I love nvidia? No i dont, but even if i did, that's not an actual argument. I could tell you that you hate nvidia blablabla, doesnt matter. 

What im saying is naming is irrelevant as long as an informed consumer can differentiate between your products on a shelf. That wasnt the case with the 2 versions of the 1030 for example, but it was the case with the 2 versions of the 4080. 

What do you think will actually change now that they took it back? Theyll rename it to 4070 and sell it for the same price. WOW, huge win for the consumer right?



AusWolf said:


> If there are technical issues during manufacturing (for example yield), then why do they only hit Nvidia GPUs specifically and nothing else?
> 
> OCing is a different matter. The 1700X one bought at launch is a fully enabled chip, and the same 1700X one bought a year later when you compare stock settings. Intel/AMD/Nvidia aren't selling OC - that's something you do for yourself.


They dont only hit nvidia. Amd does it, intel does it. Sure you can get down to the technicalities and claim its different cause nvidia changes the amount of cudas but is it really different? Is 10 % more cuda cores immoral but 10% more clockspeeds are fine?


----------



## Vya Domus (Oct 18, 2022)

fevgatos said:


> What im saying is naming is irrelevant as long as an informed consumer



As I wrote above not everyone can be an informed consumer because not everyone has the knowledge or interest to be so, that's why the law protects these consumers.



fevgatos said:


> huge win for the consumer right?



Actually, yes, it is a huge win because a huge corporation doesn't get to mislead it's consumers.


----------



## AusWolf (Oct 18, 2022)

fevgatos said:


> What do you think will actually change now that they took it back? Theyll rename it to 4070 and sell it for the same price. WOW, huge win for the consumer right?


They won't be able to sell it for $900.

If I'm mistaken, and they actually do sell it for that price, then I'll agree with you that people are stupid for buying it (besides being disappointed by the human intellect for the Nth time).



fevgatos said:


> They dont only hit nvidia. Amd does it, intel does it. Sure you can get down to the technicalities and claim its different cause nvidia changes the amount of cudas but is it really different? Is 10 % more cuda cores immoral but 10% more clockspeeds are fine?


Sorry, I edited my post a bit late, so I'll write it down again (my bad, really).

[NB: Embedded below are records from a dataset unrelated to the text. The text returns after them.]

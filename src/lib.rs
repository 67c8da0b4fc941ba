pub mod admin;
pub mod auth;
pub mod config;
pub mod db;
pub mod errors;
pub mod handlers;
pub mod models;
pub mod store;
pub mod templates_structs;
pub mod upload;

Nvidia is the only company I've ever seen to pull off a full launch of an entirely new generation without one single product based on a fully enabled die anywhere in the product stack. Why is that? If Intel can release the 12900K together with the 12700K and 12600K, if AMD can release the 7950X and 7700X together with the 7900X and 7600X (or the 6900XT together with the 6800 and 6800XT for that matter), then why can't Nvidia do the same?


----------



## BSim500 (Oct 18, 2022)

sepheronx said:


> I have quite a few GPU's I would have liked to do my own tests with and share with the community. Been wanting to start my own channel to go with a site I've been working on but of course, without goods, I got no content. No content, can't get viewers. No viewers, can't get some kind of borrowed equipment to do further tests.  Only way to get viewers is to do stupid videos where the videos front image has me with my mouth wide open in an "O" looking like I'm about to stick something Phallic into it.


I say go for it. You've certainly nailed the Youtube algorithm...


----------



## N3M3515 (Oct 18, 2022)

AusWolf said:


> every "mistake" we see in Ada cards is planned ahead of time


Yep, with the 4000 series prices they were testing que waters.



fevgatos said:


> Theyll rename it to 4070 and sell it for the same price.

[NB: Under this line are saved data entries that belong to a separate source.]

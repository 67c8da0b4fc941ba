use std::sync::Arc;

use async_trait::async_trait;

use crate::admin::router::{Generation, PanelController, Ticket};
use crate::admin::surface::{LoadingGuard, Surface};
use crate::admin::{AdminError, Notice, Route};
use crate::models::institutional::{self, InstitutionalContent, InstitutionalForm};
use crate::store::DocumentStore;

/// Edits the mission, vision and board singleton.
pub struct InstitutionalPanel {
    store: Arc<dyn DocumentStore>,
    surface: Arc<dyn Surface>,
    generation: Generation,
}

impl InstitutionalPanel {
    pub fn new(store: Arc<dyn DocumentStore>, surface: Arc<dyn Surface>, generation: Generation) -> Self {
        Self { store, surface, generation }
    }

    async fn load_for(&self, ticket: &Ticket) -> Result<InstitutionalContent, AdminError> {
        match institutional::load(self.store.as_ref()).await {
            Ok(content) => {
                if ticket.is_current() {
                    self.surface.fill_form(
                        Route::Institutional,
                        vec![
                            ("mission", content.mission.clone()),
                            ("vision", content.vision.clone()),
                            ("board_info", content.board_info.clone()),
                        ],
                    );
                }
                Ok(content)
            }
            Err(e) => {
                log::error!("Failed to load institutional content: {e}");
                if ticket.is_current() {
                    self.surface.notify(Notice::error("Erro ao carregar o conteúdo institucional."));
                }
                Err(AdminError::Remote(e))
            }
        }
    }

    pub async fn load(&self) -> Result<InstitutionalContent, AdminError> {
        let ticket = self.generation.current();
        self.load_for(&ticket).await
    }

    /// Merge the form into the stored content and refill the form.
    pub async fn save(&self, form: &InstitutionalForm) -> Result<(), AdminError> {
        let result = {
            let _loading = LoadingGuard::new(self.surface.as_ref());
            institutional::save(self.store.as_ref(), form).await
        };
        match result {
            Ok(()) => {
                self.surface.notify(Notice::success("Conteúdo institucional atualizado com sucesso!"));
                let _ = self.load().await;
                Ok(())
            }
            Err(e) => {
                log::error!("Failed to save institutional content: {e}");
                self.surface.notify(Notice::error("Ocorreu um erro ao salvar o conteúdo institucional."));
                Err(AdminError::Remote(e))
            }
        }
    }
}

#[async_trait]
impl PanelController for InstitutionalPanel {
    async fn activate(&self, ticket: Ticket) {
        let _ = self.load_for(&ticket).await;
    }
}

They won't sell it for the same price, you know that right?


----------



## wheresmycar (Oct 18, 2022)

AusWolf said:


> Jokes aside: just read back the last page or two and you'll see the problem. People are happy to pay all the money on earth for whatever Nvidia shits out because _"it's the new high-tech Nvidia flagship, mwahaha, not some crappy AMD knock-off, no no"._
> 
> Disclaimer: it's not about the people who genuinely need an Nvidia feature, like CUDA. It's about people who would otherwise be perfectly fine with an AMD card, but would rather pay double for the Nvidia equal as a sort of cure for their inferiority complex. It's also about people who think lying to customers is acceptable as long as the product by its own merits is anywhere near usable.

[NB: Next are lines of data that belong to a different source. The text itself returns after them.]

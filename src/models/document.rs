use chrono::{DateTime, Utc};
use serde::Deserialize;
use serde_json::Value;

use super::{parse_timestamp, text, Editable, Entity};
use crate::store::{Fields, Record, DOCUMENTS};

pub const UNCATEGORIZED: &str = "Sem Categoria";

#[derive(Debug, Clone, Copy, PartialEq, Eq)]
pub enum DocumentCategory {
    Institutional,
    Transparency,
    Accountability,
}

impl DocumentCategory {
    pub const ALL: [DocumentCategory; 3] = [
        DocumentCategory::Institutional,
        DocumentCategory::Transparency,
        DocumentCategory::Accountability,
    ];

    pub fn label(self) -> &'static str {
        match self {
            DocumentCategory::Institutional => "Institucional",
            DocumentCategory::Transparency => "Transparência",
            DocumentCategory::Accountability => "Prestação de Contas",
        }
    }

    pub fn from_label(label: &str) -> Option<Self> {
        Self::ALL.into_iter().find(|c| c.label() == label)
    }

    pub fn labels() -> Vec<&'static str> {
        Self::ALL.iter().map(|c| c.label()).collect()
    }
}

/// Uploaded file metadata.
#[derive(Debug, Clone, PartialEq)]
pub struct Document {
    pub id: String,
    pub title: String,
    /// Free text; usually one of [`DocumentCategory`] labels. Empty when unset.
    pub category: String,
    pub file_url: String,
    pub file_name: String,
    pub file_uuid: String,
    pub created_at: Option<DateTime<Utc>>,
}

impl Document {
    /// Category used for grouping and charts.
    pub fn category_bucket(&self) -> &str {
        let trimmed = self.category.trim();
        if trimmed.is_empty() { UNCATEGORIZED } else { trimmed }
    }
}

/// Title/category as typed into the admin form.
#[derive(Debug, Clone, Default, Deserialize)]
pub struct DocumentForm {
    pub title: String,
    #[serde(default)]
    pub category: String,
}

fn title_and_category(form: &DocumentForm) -> Result<Fields, Vec<String>> {
    let title = form.title.trim();
    if title.is_empty() {
        return Err(vec!["O título é obrigatório.".to_string()]);
    }
    let mut fields = Fields::new();
    fields.insert("title".into(), Value::from(title));
    fields.insert("category".into(), Value::from(form.category.trim()));
    Ok(fields)
}

impl Entity for Document {
    const COLLECTION: &'static str = DOCUMENTS;
    const CREATED_FIELD: Option<&'static str> = Some("createdAt");
    type Form = DocumentForm;

    fn from_record(record: &Record) -> Self {
        let f = &record.fields;
        Document {
            id: record.id.clone(),
            title: text(f, "title"),
            category: text(f, "category"),
            file_url: text(f, "fileURL"),
            file_name: text(f, "fileName"),
            file_uuid: text(f, "fileUUID"),
            created_at: parse_timestamp(f.get("createdAt")),
        }
    }

    fn validate(form: &DocumentForm) -> Result<Fields, Vec<String>> {
        title_and_category(form)
    }

    fn sort(items: &mut [Self]) {
        items.sort_by(|a, b| b.created_at.cmp(&a.created_at));
    }
}

impl Editable for Document {
    type EditForm = DocumentForm;

    fn validate_edit(form: &DocumentForm) -> Result<Fields, Vec<String>> {
        title_and_category(form)
    }
}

oh trust me i get it. I've always remained silent in hopes of GPU prices returning back to some level of acceptance. I don't mind filling the pockets of others and supporting businesses who offer excellent products and more importantly keep us entertained. Happily filling those pockets essentially implies "reasonably healthy profit margins" opposed to "appallingly fatty-inflated and sadistically greedy margins".... the latter being where we are at the moment for the best of cards. I'm not interested in XX90 flagships Pocketpits.... but I did suspect the 4080 (or similarly performing 40X0) would go for around $800 (maybe i'm too optimistic). Seeing the $1200 price tag seriously through me off guard.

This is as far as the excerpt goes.